0歳~ 子どもが巣立っても歌い続ける子守唄
『かしの木の子もりうた』
ロバート・マンチ/原作 細谷亮太/文
いせひでこ/絵 岩崎書店 1650円
「だいじなだいじな わたしのあかちゃん あなたのことが だいすきよ」。いつまでも母は歌い続けます、あなたは私の宝物と。名作『ラヴ・ユー・フォーエバー』が新たな絵で登場。
ちいさな あなたへ

4歳~ 65万部突破のベストセラー
『ちいさな あなたへ』
アリスン・マギー/文 ピーター・レイノルズ/絵
なかがわちひろ/訳 主婦の友社 1100円
夢見て眠る娘のこれからを思う、母の静かなモノローグ。その未来に広がる喜び、悲しみ、希望、そして新しい生命。シンプルな言葉と絵に込められた、わが子への果てない愛。
わたしたち

3歳~ 永遠の絆を動物の親子に重ねて
『わたしたち』
パロマ・バルディビア/作
星野由美/訳 岩崎書店 1540円
もしもわたしがひつじなら、小さなあなたはこひつじ。わたしがうまなら、あなたはこうま。いつかあなたが飛び立って、違う姿になったとしても、わたしたちの絆は変わらない。
いしゃがよい

2歳~ いつしか代わる、親子の役目
『いしゃがよい』
さくらせかい/作 福音館書店 990円
体が弱いパンダのファンファンを自転車に乗せて、親代わりのエンさんはいくたびも山を越えてお医者さんへ通います。そして長い月日が流れ、おじいさんになったエンさんは……。
つみきのいえ

5歳~ 重なる家に眠る、いくつもの思い出
『つみきのいえ』
加藤久仁生/絵 平田研也/文 白泉社 1540円
海の水が上がるたびに、上へ上へと積み重ねられた家。
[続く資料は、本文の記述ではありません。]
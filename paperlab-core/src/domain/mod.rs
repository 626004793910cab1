//! Domain types: candles, instrument metadata, trend labels.

pub mod candle;
pub mod instrument;
pub mod trend;

pub use candle::Candle;
pub use instrument::{Instrument, InstrumentError};
pub use trend::{CloudTrend, Direction, Strength, Trend, TrendDot};
//! Configuration errors rejected by `Engine::new` and `Engine::configure`.

use crate::domain::InstrumentError;
use thiserror::Error;

#[derive(Debug, Error)]
pub enum ConfigError {
    #[error("{field} must be >= 1")]
    ZeroPeriod { field: &'static str },

    #[error("oscillator.gaussian_length must be >= 2, got {0}")]
    GaussianLengthTooShort(usize),

    #[error("oscillator.alpha must be in (0, 1], got {0}")]
    InvalidAlpha(f64),

    #[error("{field} must be within [0, 100], got {value}")]
    LevelOutOfRange { field: &'static str, value: f64 },

    #[error("oversold level {oversold} must be below overbought level {overbought}")]
    LevelsInverted { oversold: f64, overbought: f64 },

    #[error("{field} must be finite and >= 0, got {value}")]
    InvalidThreshold { field: &'static str, value: f64 },

    #[error("ADX medium threshold {medium} must be below strong threshold {strong}")]
    AdxThresholdsInverted { medium: f64, strong: f64 },

    #[error("MA cloud fast period {fast} must be below slow period {slow}")]
    MaPeriodsInverted { fast: usize, slow: usize },

    #[error("invalid instrument: {0}")]
    Instrument(#[from] InstrumentError),

    #[error("failed to parse config: {0}")]
    Parse(#[from] toml::de::Error),

    #[error("failed to render config: {0}")]
    Render(#[from] toml::ser::Error),

    #[error("failed to serialize config: {0}")]
    Serialize(#[from] serde_json::Error),
}
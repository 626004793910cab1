//! Serializable engine configuration.
//!
//! Every section is `#[serde(default)]`, so a TOML file only needs the keys it
//! changes:
//!
//! ```toml
//! [oscillator]
//! mode = "classic"
//!
//! [ma_cloud]
//! fast_period = 5
//! slow_period = 13
//! ```

use crate::domain::Direction;
use crate::indicators::MaType;
use crate::oscillator::{OscillatorMode, ThresholdEdge, ThresholdLevels};
use crate::signals::{AlertStyle, Color, ExitReason, SignalCategory};
use serde::{Deserialize, Serialize};

use super::error::ConfigError;

/// Complete configuration for one engine.
#[derive(Debug, Clone, Default, PartialEq, Serialize, Deserialize)]
#[serde(default)]
pub struct EngineConfig {
    pub oscillator: OscillatorConfig,
    pub thresholds: ThresholdConfig,
    pub ma_cloud: MaCloudConfig,
    pub adx: AdxConfig,
    pub price_cross: PriceCrossConfig,
    pub signals: SignalsConfig,
    pub alerts: AlertsConfig,
}

#[derive(Debug, Clone, PartialEq, Serialize, Deserialize)]
#[serde(default)]
pub struct OscillatorConfig {
    pub mode: OscillatorMode,
    /// Classic Laguerre coefficient; damping is `1 - alpha`.
    pub alpha: f64,
    /// Fractal-energy window.
    pub nfe: usize,
    pub gaussian_length: usize,
    pub beta_dev: usize,
}

impl Default for OscillatorConfig {
    fn default() -> Self {
        Self {
            mode: OscillatorMode::FractalEnergy,
            alpha: 0.2,
            nfe: 8,
            gaussian_length: 13,
            beta_dev: 8,
        }
    }
}

#[derive(Debug, Clone, PartialEq, Serialize, Deserialize)]
#[serde(default)]
pub struct ThresholdConfig {
    pub overbought: f64,
    pub oversold: f64,
    pub alerts: ThresholdAlerts,
    pub overbought_style: AlertStyle,
    pub oversold_style: AlertStyle,
}

impl ThresholdConfig {
    pub fn levels(&self) -> ThresholdLevels {
        ThresholdLevels::new(self.overbought, self.oversold)
    }
}

impl Default for ThresholdConfig {
    fn default() -> Self {
        Self {
            overbought: 80.0,
            oversold: 20.0,
            alerts: ThresholdAlerts::default(),
            overbought_style: AlertStyle::on_black(Color::RED),
            oversold_style: AlertStyle::on_black(Color::GREEN),
        }
    }
}

/// One switch per edge kind; it gates both the event and the alert.
#[derive(Debug, Clone, PartialEq, Serialize, Deserialize)]
#[serde(default)]
pub struct ThresholdAlerts {
    pub enter_overbought: bool,
    pub exit_overbought: bool,
    pub enter_oversold: bool,
    pub exit_oversold: bool,
}

impl ThresholdAlerts {
    pub fn enabled(&self, edge: ThresholdEdge) -> bool {
        match edge {
            ThresholdEdge::EnterOverbought => self.enter_overbought,
            ThresholdEdge::ExitOverbought => self.exit_overbought,
            ThresholdEdge::EnterOversold => self.enter_oversold,
            ThresholdEdge::ExitOversold => self.exit_oversold,
        }
    }
}

impl Default for ThresholdAlerts {
    fn default() -> Self {
        Self {
            enter_overbought: true,
            exit_overbought: true,
            enter_oversold: true,
            exit_oversold: true,
        }
    }
}

#[derive(Debug, Clone, PartialEq, Serialize, Deserialize)]
#[serde(default)]
pub struct MaCloudConfig {
    pub ma_type: MaType,
    pub fast_period: usize,
    pub slow_period: usize,
}

impl Default for MaCloudConfig {
    fn default() -> Self {
        Self {
            ma_type: MaType::Ema,
            fast_period: 9,
            slow_period: 21,
        }
    }
}

#[derive(Debug, Clone, PartialEq, Serialize, Deserialize)]
#[serde(default)]
pub struct AdxConfig {
    pub period: usize,
    pub smooth_period: usize,
    pub medium_threshold: f64,
    pub strong_threshold: f64,
}

impl Default for AdxConfig {
    fn default() -> Self {
        Self {
            period: 14,
            smooth_period: 14,
            medium_threshold: 15.0,
            strong_threshold: 23.0,
        }
    }
}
今はひとり暮らしのおじいさんがある日海にもぐると、下の家で過ごした家族の思い出が、ひとつひとつよみがえりました。
わすれたって、いいんだよ

3歳~ 忘れることで、得られたものは
『わすれたって、いいんだよ』
上條さなえ/文 たるいしまこ/絵
光村教育図書 1430円
沖縄料理店で自慢の腕をふるうおばあちゃん。でも、伝統の餅菓子「ムーチー」だけは作れないと言います。それには、おばあちゃんのお誕生日にまつわる悲しい理由がありました。
だいじょうぶ だいじょうぶ

5歳~ 言葉の魔法の、優しい連鎖
『だいじょうぶ だいじょうぶ』
いとうひろし/作・絵
講談社 1100円
怖がりなぼくに、おじいちゃんがいつもおまじないのようにつぶやいた言葉、「だいじょうぶ だいじょうぶ」。その言葉に何度も包まれて、ぼくは少しずつ強くなっていきます。
あかり

6歳~ 少女の人生を照らしたろうそく
『あかり』
林木林/文 岡田千晶/絵 光村教育図書 1430円
女の子が生まれてから、成長の節目ごとに灯されてきたろうそく。それはたとえ小さくても、おひさまよりもお月さまよりも力強く、女の子の心を照らしてくれるあかりでした。